Whisper for Medical Dictation: How to Use OpenAI's Speech Model Clinically

Quick answer

OpenAI's Whisper is the best open-source speech model available, but using it for medical dictation requires medical-vocabulary biasing, push-to-talk workflow, and on-device hosting. Sapience Med wraps Whisper-large-v3-turbo with 2,500+ medication names, DSM-5 terminology, and Metal/Vulkan GPU acceleration so it runs locally with HIPAA-friendly architecture for therapists and psychiatrists.

Download for Mac Download for Windows14-day free trial · No card required

What is OpenAI Whisper?

Whisper is an automatic speech recognition (ASR) model released by OpenAI in 2022 and continuously updated since. The model weights are open-source under the MIT license, which means anyone can run it locally. Whisper comes in several sizes — tiny, base, small, medium, large, large-v2, large-v3, large-v3-turbo — trading off accuracy against compute requirements.

The breakthrough with Whisper was accuracy. On general English dictation, large-v3 reaches word error rates competitive with commercial cloud APIs, and because it runs locally you can use it without sending audio off-device. For privacy-sensitive domains (legal, medical, journalism) this is a meaningful architectural advantage.

Can I use Whisper directly for medical dictation?

You can — but with two practical caveats. Whisper is trained on a broad web corpus, so it knows medical terms only as frequently as they appear in general internet text. Common medications (Aspirin, Tylenol, Ibuprofen) it handles well. Psychiatric medications like Vraylar, Latuda, Lamotrigine, or Vyvanse it routinely mis-transcribes into phonetic neighbors. DSM-5 terminology and clinical abbreviations (MSE, HPI, SI/HI, PHQ-9, GAD-7) are also inconsistently recognized.

The second caveat is workflow. Whisper itself is a model — to use it as a dictation tool you need an application layer around it: a push-to-talk hotkey, audio capture, the runtime (PyTorch, whisper.cpp, ONNX), text injection into your EHR or notes field, and ideally a custom-vocabulary bias for medical terms. Without that layer, you have a transcription engine but not a dictation tool.

How Sapience Med uses Whisper plus medical tuning

Sapience Med runs a quantized Whisper-large-v3-turbo model on-device — Metal-accelerated on Apple Silicon, Vulkan-accelerated on Windows GPUs. The model itself is unchanged from the public OpenAI release; we add three layers on top for clinical use.

Custom-vocabulary biasing.A curated dictionary of 2,500+ medication names, DSM-5 terms, and clinical abbreviations is biased into the recognition pass. This shifts the model's priors so phonetically-ambiguous tokens ("lamictal" vs "lamictal") resolve to the correct medical spelling.

Push-to-talk hotkey and text injection. A configurable hotkey (Option+Space default on Mac) starts and stops recording. When you release, the transcribed text types into whatever text field is focused — EHR (SimplePractice, TherapyNotes), Apple Notes, Word, Gmail, anywhere. No per-application integration needed.

Filler stripping and clinical formatting.Common filler words ("um", "uh", false-start repetitions) are stripped by default. The clinician can also define personal abbreviations ("hpi" expands to "History of Present Illness") that fire during typing.

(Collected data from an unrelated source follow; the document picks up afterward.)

use std::io::Read;

use nom::{
    bytes::complete::take_till,
    character::complete::{char, line_ending, satisfy},
    combinator::{cut, opt},
    multi::many1,
    IResult,
};

use super::{NodeType, NodeTypeMap};
use crate::{
    error::Result,
    io::{failure, is_any_line_break, translate_nom_error},
};

impl NodeTypeMap {
    /// Reads a node type specification with one `<tag>:<residues>` line per
    /// type, for example `C:BRPD`. An empty line terminates the
    /// specification; tags other than `A`, `C` and `T` are errors.
    pub fn read_plain(mut reader: impl Read) -> Result<Self> {
        let mut input = String::new();
        reader.read_to_string(&mut input)?;

        parse_plain(&input)
            .map_err(translate_nom_error)
            .map(|(_, output)| output)
    }
}

fn parse_plain(input: &str) -> IResult<&str, NodeTypeMap> {
    let (input, groups) = many1(parse_group)(input)?;
    Ok((input, NodeTypeMap::from_groups(groups)))
}

fn parse_group(input: &str) -> IResult<&str, (NodeType, &str)> {
    let (input, _) = opt(line_ending)(input)?;
    let (input, tag) = parse_tag(input)?;
    let (input, _) = cut(char(':'))(input)?;
    let (input, residues) = take_till(is_any_line_break)(input)?;
    Ok((input, (tag, residues)))
}

fn parse_tag(input: &str) -> IResult<&str, NodeType> {
    // A line break here means an empty line, which ends the specification.
    let (rest, tag) = satisfy(|c| !is_any_line_break(c))(input)?;
    let node_type = match tag {
        'A' => NodeType::A,
        'C' => NodeType::C,
        'T' => NodeType::T,
        _ => return Err(failure(input)),
    };
    Ok((rest, node_type))
}

#[cfg(test)]
mod tests {
    use crate::node_types::{NodeType, NodeTypeMap};

    #[test]
    fn read_specification() {
        let input = "A:A\nC:BRPD\nT:T\n";
        let node_types = NodeTypeMap::read_plain(input.as_bytes()).unwrap();
        assert_eq!(node_types.classify('B'), Some(NodeType::C));
        assert_eq!(node_types.classify('A'), Some(NodeType::A));
        assert_eq!(node_types.classify('T'), Some(NodeType::T));
    }

    #[test]
    fn empty_line_terminates() {
        let input = "A:A\nC:C\n\nT:T\n";
        let node_types = NodeTypeMap::read_plain(input.as_bytes()).unwrap();
        assert_eq!(node_types.classify('C'), Some(NodeType::C));
        assert_eq!(node_types.classify('T'), None);
    }

    #[test]
    fn unknown_tag_is_an_error() {
        let input = "A:A\nX:QWE\n";
        assert!(NodeTypeMap::read_plain(input.as_bytes()).is_err());
    }
}
use anyhow::Result;
use clap::Parser;
use treealign::{align, pair};

#[derive(Parser)]
struct Cli {
    #[command(subcommand)]
    subcommand: Subcommand,
}

#[derive(clap::Subcommand)]
enum Subcommand {
    /// Contrast every target against every query, writing a score matrix.
    Align(Box<align::Cli>),
    /// Align one pair of sequences and print the alignment.
    Pair(pair::Cli),
}

fn main() -> Result<()> {
    let cli = Cli::parse();

    match cli.subcommand {
        Subcommand::Align(cli) => align::cli(*cli),
        Subcommand::Pair(cli) => pair::cli(cli),
    }
}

Why on-device Whisper matters for medical use

The reason to use a local Whisper-based tool rather than a cloud speech API is HIPAA. Medical dictation — even of progress notes the clinician is writing themselves, not session audio — generally contains PHI (client identifiers, presenting problems, diagnostic impressions, medication decisions). When that audio is processed by a third party, that third party becomes a HIPAA Business Associate and a BAA is required.

Cloud speech APIs (OpenAI's hosted Whisper API, AssemblyAI, Deepgram, Google Speech-to-Text) do offer enterprise tiers with BAA execution, but the operational overhead is real: BAA negotiation, vendor risk assessment, ongoing compliance review. For a solo practice or small group, on-device Whisper sidesteps the entire question — there is no third party in the audio path.

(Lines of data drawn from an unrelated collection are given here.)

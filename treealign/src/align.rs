use std::{
    collections::HashSet,
    fs::File,
    io::{BufRead, BufReader, BufWriter, Write},
    path::{Path, PathBuf},
    sync::Mutex,
};

use anyhow::{Context, Result};
use clap::{Parser, ValueEnum};
use lib_treealign::{
    aligner::{AlignmentResult, TreeSequenceAligner},
    costs::GapCosts,
    node_types::NodeTypeMap,
    substitution_matrix::SubstitutionMatrix,
    tree_sequence::TreeSequence,
};
use log::{info, warn, LevelFilter};
use rayon::prelude::*;
use simplelog::{ColorChoice, TermLogger, TerminalMode};

use crate::fasta::parse_fasta_file;

#[derive(Parser)]
pub struct Cli {
    #[clap(long, short = 'l', default_value = "info")]
    log_level: LevelFilter,

    /// The fasta file containing the target sequences.
    #[clap(long, short = 'f')]
    targets: PathBuf,

    /// An optional second fasta file containing the query sequences.
    ///
    /// Without it, the targets are contrasted against themselves.
    #[clap(long, short = 'q')]
    queries: Option<PathBuf>,

    /// Gap extension penalty, applied per gapped residue.
    #[clap(long, default_value_t = -8.0, allow_negative_numbers = true)]
    gap: f64,

    /// Gap open penalty, paid once per gap run in addition to the extension
    /// penalty.
    #[clap(long, default_value_t = 0.0, allow_negative_numbers = true)]
    gap_open: f64,

    /// Custom substitution matrix file with one tab-separated
    /// `<residue> <residue> <score>` triple per line.
    #[clap(long, short = 'm')]
    matrix: PathBuf,

    /// Node type specification file with one `<tag>:<residues>` line per
    /// type, for example `C:BRPD`.
    ///
    /// Defaults to `A:A`, `C:C`, `T:T`.
    #[clap(long)]
    node_types: Option<PathBuf>,

    /// Number of worker threads.
    #[clap(long, short = 'n', default_value_t = 2)]
    workers: usize,

    /// The file to write the score matrix to.
    ///
    /// If it already exists, targets listed in it are skipped and new rows
    /// are appended.
    #[clap(long, short = 'o', default_value = "scores.tab")]
    output: PathBuf,

    /// An optional file to write the aligned strings to, one target/query
    /// pair per line.
    #[clap(long, short = 'a')]
    alignments: Option<PathBuf>,

    /// The score flavour written to the score matrix.
    #[clap(long, short = 's', default_value = "alignment")]
    score_type: ScoreType,

    /// An optional file to dump the parsed parameters to.
    #[clap(long)]
    args_log: Option<PathBuf>,

    /// Re-align queries that already completed as targets.
    #[clap(long)]
    force_query: bool,
}

#[derive(Debug, Clone, Copy, PartialEq, Eq, ValueEnum)]
enum ScoreType {
    /// The raw alignment score.
    Alignment,
    /// The total number of gap characters.
    Gaps,
    /// Gaps beyond those forced by the length difference.
    ExcessGaps,
    /// Score divided by the shorter sequence length.
    ShortNormalized,
    /// Score divided by the longer sequence length.
    LongNormalized,
}

impl ScoreType {
    fn extract(self, result: &AlignmentResult) -> String {
        match self {
            Self::Alignment => result.score.to_string(),
            Self::Gaps => result.gap_count().to_string(),
            Self::ExcessGaps => result.excess_gap_count().to_string(),
            Self::ShortNormalized => result.short_normalized().to_string(),
            Self::LongNormalized => result.long_normalized().to_string(),
        }
    }
}

pub fn cli(cli: Cli) -> Result<()> {
    let _ = TermLogger::init(
        cli.log_level,
        Default::default(),
        TerminalMode::Mixed,
        ColorChoice::Auto,
    );

    let costs = GapCosts::new(cli.gap, cli.gap_open)?;
    let substitution_matrix = SubstitutionMatrix::read_plain(open(&cli.matrix)?, costs.gap)?;
    let node_types = match &cli.node_types {
        Some(path) => NodeTypeMap::read_plain(open(path)?)?,
        None => NodeTypeMap::default(),
    };

    let targets = load_sequences(&cli.targets)?;
    let mut queries = match &cli.queries {
        Some(path) => load_sequences(path)?,
        None => targets.clone(),
    };
    // Score matrix columns are ordered by query name.
    queries.sort_by(|first, second| first.name().cmp(second.name()));

    let completed = parse_completed(&cli.output)?;
    info!("{} of {} targets already complete", completed.len(), targets.len());

    if let Some(path) = &cli.args_log {
        write_params(&cli, path)?;
    }

    let resume = !completed.is_empty();
    let output = Mutex::new(OutputState {
        scores: open_output(&cli.output, resume)?,
        alignments: match &cli.alignments {
            Some(path) => Some(open_output(path, resume)?),
            None => None,
        },
        header_written: resume,
        completed: completed.len(),
    });

    let remaining: Vec<&TreeSequence> = targets
        .iter()
        .filter(|target| !completed.contains(target.name()))
        .collect();
    let total = targets.len();
    let aligner = TreeSequenceAligner::new(&substitution_matrix, &node_types, costs);

    let pool = rayon::ThreadPoolBuilder::new()
        .num_threads(cli.workers)
        .build()?;
    pool.install(|| {
        remaining.par_iter().try_for_each(|target| -> Result<()> {
            let results: Vec<Option<AlignmentResult>> = queries
                .iter()
                .map(|query| {
                    if !cli.force_query && completed.contains(query.name()) {
                        // Already aligned while the query was a target.
                        return None;
                    }
                    match aligner.align(target, query) {
                        Ok(result) => Some(result),
                        Err(error) => {
                            warn!("skipping '{}' vs '{}': {error}", target.name(), query.name());
                            None
                        }
                    }
                })
                .collect();

            let mut output = output.lock().unwrap();
            output.write_target(target.name(), &queries, &results, cli.score_type)?;
            info!(
                "{} [OK] {} of {} ({}% complete)",
                target.name(),
                output.completed,
                total,
                output.completed * 100 / total.max(1)
            );
            Ok(())
        })
    })?;

    info!("analysis complete");
    Ok(())
}

struct OutputState {
    scores: BufWriter<File>,
    alignments: Option<BufWriter<File>>,
    header_written: bool,
    completed: usize,
}

impl OutputState {
    fn write_target(
        &mut self,
        target: &str,
        queries: &[TreeSequence],
        results: &[Option<AlignmentResult>],
        score_type: ScoreType,
    ) -> Result<()> {
        if !self.header_written {
            let names: Vec<&str> = queries.iter().map(TreeSequence::name).collect();
            writeln!(self.scores, "\t{}", names.join("\t"))?;
            self.header_written = true;
        }

        let values: Vec<String> = results
            .iter()
            .map(|result| match result {
                Some(result) => score_type.extract(result),
                None => "None".to_owned(),
            })
            .collect();
        writeln!(self.scores, "{target}\t{}", values.join("\t"))?;
        self.scores.flush()?;

        if let Some(alignments) = &mut self.alignments {
            for result in results.iter().flatten() {
                writeln!(
                    alignments,
                    "{}\t{}\t{}\t{}",
                    result.target_name,
                    result.query_name,
                    result.target_alignment,
                    result.query_alignment
                )?;
            }
            alignments.flush()?;
        }

        self.completed += 1;
        Ok(())
    }
}

fn open(path: &Path) -> Result<BufReader<File>> {
    Ok(BufReader::new(File::open(path).with_context(|| {
        format!("unable to open {}", path.display())
    })?))
}

fn open_output(path: &Path, append: bool) -> Result<BufWriter<File>> {
    let file = File::options()
        .create(true)
        .append(append)
        .write(true)
        .truncate(!append)
        .open(path)
        .with_context(|| format!("unable to open output file {}", path.display()))?;
    Ok(BufWriter::new(file))
}

fn load_sequences(path: &Path) -> Result<Vec<TreeSequence>> {
    let records = parse_fasta_file(path)?;
    info!("{} sequences parsed from {}", records.len(), path.display());
    Ok(records
        .into_iter()
        .map(|record| TreeSequence::new(record.name, record.sequence.chars()))
        .collect())
}

/// First column of an existing score matrix: the targets that already ran.
fn parse_completed(path: &Path) -> Result<HashSet<String>> {
    let mut completed = HashSet::new();
    if !path.is_file() {
        return Ok(completed);
    }
    for line in BufReader::new(File::open(path)?).lines() {
        let line = line?;
        if line.is_empty() {
            break;
        }
        if let Some(name) = line.split('\t').next() {
            if !name.is_empty() {
                completed.insert(name.to_owned());
            }
        }
    }
    Ok(completed)
}

fn write_params(cli: &Cli, path: &Path) -> Result<()> {
    let mut writer = BufWriter::new(File::create(path)?);
    writeln!(writer, "Parameter\tValue")?;
    writeln!(writer, "alignments\t{}", display_path(&cli.alignments))?;
    writeln!(writer, "force_query\t{}", cli.force_query)?;
    writeln!(writer, "gap\t{}", cli.gap)?;
    writeln!(writer, "gap_open\t{}", cli.gap_open)?;
    writeln!(writer, "matrix\t{}", cli.matrix.display())?;
    writeln!(writer, "node_types\t{}", display_path(&cli.node_types))?;
    writeln!(writer, "output\t{}", cli.output.display())?;
    writeln!(writer, "queries\t{}", display_path(&cli.queries))?;
    writeln!(writer, "score_type\t{:?}", cli.score_type)?;
    writeln!(writer, "targets\t{}", cli.targets.display())?;
    writeln!(writer, "workers\t{}", cli.workers)?;
    Ok(())
}

fn display_path(path: &Option<PathBuf>) -> String {
    match path {
        Some(path) => path.display().to_string(),
        None => "None".to_owned(),
    }
}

See our HIPAA-friendly dictation page for the full architectural argument.

Can I just roll my own Whisper-based dictation tool?

Yes, if you are comfortable with command-line tools. whisper.cpp (the C/C++ port) runs Whisper models on Mac and Windows with a few hundred MB of model weights and reasonable CPU/GPU usage. Open-source dictation wrappers (whisper-typer, BetterDictation) wire whisper.cpp to a hotkey and text-injection pipeline.

The work that Sapience Med has done on top of that base — medical vocabulary curation, low-latency on-device inference tuning, text injection compatibility across Electron and web-based EHRs, license/billing infrastructure for clinical deployment, ongoing model updates — adds up to roughly a person-year of engineering. For a clinician who wants to spend their evenings clinically rather than on yak-shaving a custom dictation tool, paying $399 per year for a maintained product is the simpler path.

Frequently asked questions

Is Whisper accurate enough for medical dictation?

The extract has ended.